WHAT NEEDS TO BE DONE.
Isolate every line in the data with the string "definitions" and copy it.

START THE INPUT

//! Protocol-definition index.
//!
//! Loads a MAVLink-style XML message definition file once and builds the
//! read-only maps the analyzer consumes:
//!
//! - which struct field carries the coordinate-frame discriminator
//!   (`<field enum="MAV_FRAME" .../>`),
//! - which struct fields carry which physical unit (`units="..."`), with a
//!   stable integer id per unit spelling, assigned on first sight,
//! - the SI dimension of every unit spelling the static table knows.
//!
//! Message names map to C struct names the way the generated headers do:
//! `OBSTACLE_DISTANCE` becomes `mavlink_obstacle_distance_t`.

use std::collections::HashMap;
use std::fs;
use std::path::{Path, PathBuf};

use quick_xml::Reader;
use quick_xml::events::{BytesStart, Event};

use crate::types::UnitId;
use crate::units::{Dimension, string_to_dimension};

#[derive(Debug, thiserror::Error)]
pub enum SpecError {
    #[error("cannot read {path}: {source}")]
    Io {
        path: PathBuf,
        source: std::io::Error,
    },
    #[error("malformed protocol definitions: {0}")]
    Xml(String),
    #[error("malformed prior file {path}: {source}")]
    PriorJson {
        path: PathBuf,
        source: serde_json::Error,
    },
}

/// Read-only index over the protocol definitions.
#[derive(Debug, Clone, Default)]
pub struct ProtocolSpec {
    /// Struct name to the single field carrying the frame discriminator.
    pub type_to_frame_field: HashMap<String, String>,
    /// Struct name to field name to the field's unit id.
    pub type_to_field_units: HashMap<String, HashMap<String, UnitId>>,
    /// Unit spelling to its stable id.
    pub unit_name_to_id: HashMap<String, UnitId>,
    /// Unit id to SI dimension, for spellings the static table knows.
    pub unit_dimensions: HashMap<UnitId, Dimension>,
    /// Total number of unit ids assigned.
    pub num_units: i32,
}

impl ProtocolSpec {
    pub fn load(path: &Path) -> Result<ProtocolSpec, SpecError> {
        let raw = fs::read_to_string(path).map_err(|source| SpecError::Io {
            path: path.to_path_buf(),
            source,
        })?;
        ProtocolSpec::parse(&raw)
    }

    /// Parses the XML document in one streaming pass.
    pub fn parse(xml: &str) -> Result<ProtocolSpec, SpecError> {
        let mut spec = ProtocolSpec::default();
        let mut reader = Reader::from_str(xml);
        let mut stack: Vec<String> = Vec::new();
        let mut current_struct: Option<String> = None;

        loop {
            match reader.read_event() {
                Ok(Event::Start(e)) => {
                    let name = element_name(&e);
                    if name == "message" && stack == ["mavlink", "messages"] {
                        current_struct =
                            attr_value(&e, b"name")?.map(|n| message_struct_name(&n));
                    } else if name == "field" {
                        spec.record_field(&e, current_struct.as_deref())?;
                    }
                    stack.push(name);
                }
                Ok(Event::Empty(e)) => {
                    let name = element_name(&e);
                    if name == "field" {
                        spec.record_field(&e, current_struct.as_deref())?;
                    }
                }
                Ok(Event::End(_)) => {
                    if stack.pop().as_deref() == Some("message") {
                        current_struct = None;
                    }
                }
                Ok(Event::Eof) => break,
                Ok(_) => {}
                Err(e) => return Err(SpecError::Xml(e.to_string())),
            }
        }
        Ok(spec)
    }

    fn record_field(
        &mut self,
        element: &BytesStart<'_>,
        current_struct: Option<&str>,
    ) -> Result<(), SpecError> {
        let Some(struct_name) = current_struct else {
            return Ok(());
        };
        let Some(field_name) = attr_value(element, b"name")? else {
            return Ok(());
        };

        if attr_value(element, b"enum")?.as_deref() == Some("MAV_FRAME") {
            // The first frame-discriminator field of a message wins.
            self.type_to_frame_field
                .entry(struct_name.to_string())
                .or_insert_with(|| field_name.clone());
        }

        if let Some(unit_name) = attr_value(element, b"units")? {
            let id = self.intern_unit(&unit_name);
            self.type_to_field_units
                .entry(struct_name.to_string())
                .or_default()
                .insert(field_name, id);
        }
        Ok(())
    }

    /// Assigns a stable id to a unit spelling on first sight.
    fn intern_unit(&mut self, name: &str) -> UnitId {
        if let Some(&id) = self.unit_name_to_id.get(name) {
            return id;
        }
        let id = self.num_units;
        self.num_units += 1;
        self.unit_name_to_id.insert(name.to_string(), id);
        if let Some(dim) = string_to_dimension(name) {
            self.unit_dimensions.insert(id, dim);
        }
        id
    }

    /// Whether a C/C++ type name is one of the protocol's message structs.
    pub fn is_message_type(&self, type_name: &str) -> bool {
        self.type_to_frame_field.contains_key(type_name)
            || self.type_to_field_units.contains_key(type_name)
    }

    /// Whether the type carries a frame discriminator at all.
    pub fn has_frame_field(&self, type_name: &str) -> bool {
        self.type_to_frame_field.contains_key(type_name)
    }

    /// Resolves a unit spelling; unknown spellings get the distinguished
    /// unknown id.
    pub fn unit_id(&self, name: &str) -> UnitId {
        self.unit_name_to_id
            .get(name)
            .copied()
            .unwrap_or(crate::types::UNKNOWN_UNIT)
    }
}

/// The C struct name generated for a message: lower-cased and wrapped as
/// `mavlink_<name>_t`.
pub fn message_struct_name(message_name: &str) -> String {
    format!("mavlink_{}_t", message_name.to_lowercase())
}

fn element_name(e: &BytesStart<'_>) -> String {
    String::from_utf8_lossy(e.name().as_ref()).into_owned()
}

fn attr_value(e: &BytesStart<'_>, key: &[u8]) -> Result<Option<String>, SpecError> {
    for attr in e.attributes() {
        let attr = attr.map_err(|err| SpecError::Xml(err.to_string()))?;
        if attr.key.as_ref() == key {
            let value = attr
                .unescape_value()
                .map_err(|err| SpecError::Xml(err.to_string()))?;
            return Ok(Some(value.into_owned()));
        }
    }
    Ok(None)
}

END THE INPUT

ANSWER BELOW.
    #[error("malformed protocol definitions: {0}")]
/// Read-only index over the protocol definitions.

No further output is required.